Allantocystis

Scientific classification
- Domain: Eukaryota
- Clade: Sar
- Clade: Alveolata
- Phylum: Apicomplexa
- Class: Conoidasida
- Order: Eugregarinorida
- Family: Allantocystidae
- Genus: Allantocystis
- Species: A. dasyhelei
- Binomial name: Allantocystis dasyhelei Keilin, 1920

= Allantocystis =

- Genus: Allantocystis
- Species: dasyhelei
- Authority: Keilin, 1920

Genus of single-celled organisms

Allantocystis is a genus in the family Allantocystidae.
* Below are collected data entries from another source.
use std::path::PathBuf;
use std::time::Duration;

use hearth::config::Config;
use hearth::http::request::Method;

#[test]
fn test_config_defaults() {
    let cfg = Config::default();

    assert_eq!(cfg.listen_addr, "127.0.0.1:9999");
    assert_eq!(cfg.resource_root, PathBuf::from("./public"));
    assert_eq!(cfg.allowed_methods, vec![Method::GET, Method::POST]);
    assert_eq!(cfg.worker_pool_size, 64);
    assert_eq!(cfg.read_buffer_size, 4096);
    assert_eq!(cfg.request_timeout(), None);
    assert!(cfg.validate().is_ok());
}

#[test]
fn test_config_from_yaml_overrides_some_fields() {
    let cfg = Config::from_yaml_str(
        "listen_addr: 0.0.0.0:8080\n\
         resource_root: /srv/www\n\
         allowed_methods: [GET]\n\
         request_timeout_secs: 30\n",
    )
    .unwrap();

    assert_eq!(cfg.listen_addr, "0.0.0.0:8080");
    assert_eq!(cfg.resource_root, PathBuf::from("/srv/www"));
    assert_eq!(cfg.allowed_methods, vec![Method::GET]);
    assert_eq!(cfg.request_timeout(), Some(Duration::from_secs(30)));
    // untouched fields keep their defaults
    assert_eq!(cfg.worker_pool_size, 64);
}

#[test]
fn test_config_rejects_unknown_method() {
    assert!(Config::from_yaml_str("allowed_methods: [GET, BREW]\n").is_err());
}

#[test]
fn test_config_validation() {
    assert!(Config::from_yaml_str("worker_pool_size: 0\n").is_err());
    assert!(Config::from_yaml_str("read_buffer_size: 0\n").is_err());
    assert!(Config::from_yaml_str("allowed_methods: []\n").is_err());
}

#[test]
fn test_config_from_file() {
    let path = std::env::temp_dir().join(format!("hearth-config-{}.yaml", std::process::id()));
    std::fs::write(&path, "worker_pool_size: 8\n").unwrap();

    let cfg = Config::from_file(&path).unwrap();
    std::fs::remove_file(&path).unwrap();

    assert_eq!(cfg.worker_pool_size, 8);
    assert!(Config::from_file(&path).is_err());
}

#[test]
fn test_config_listen_env_override() {
    unsafe {
        std::env::remove_var("HEARTH_CONFIG");
        std::env::set_var("LISTEN", "0.0.0.0:3000");
    }
    let cfg = Config::load().unwrap();
    unsafe {
        std::env::remove_var("LISTEN");
    }

    assert_eq!(cfg.listen_addr, "0.0.0.0:3000");
}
Its only species is Allantocystis dasyhelei, a gregarine parasite of the larval biting midge Dasyhelea obscura.

== Description ==

A. dasyhelei are found in the midgut of the host larva as 70 μm by 20 μm forms, running parallel to the host body. They are unique from other Gregarine parasites in that their cysts are elongated, rather than spherical.

== Taxonomy ==

A. dasyhelei is the only species in the genus Allantocystis. Allantocystis is the only genus in the family Allantocistidae.

== History ==

A. dasyhelei was described by David Keilin in 1920 from larval biting midges he found in the decomposing sap of infected Elm and Horse-chestnut trees in Cambridge.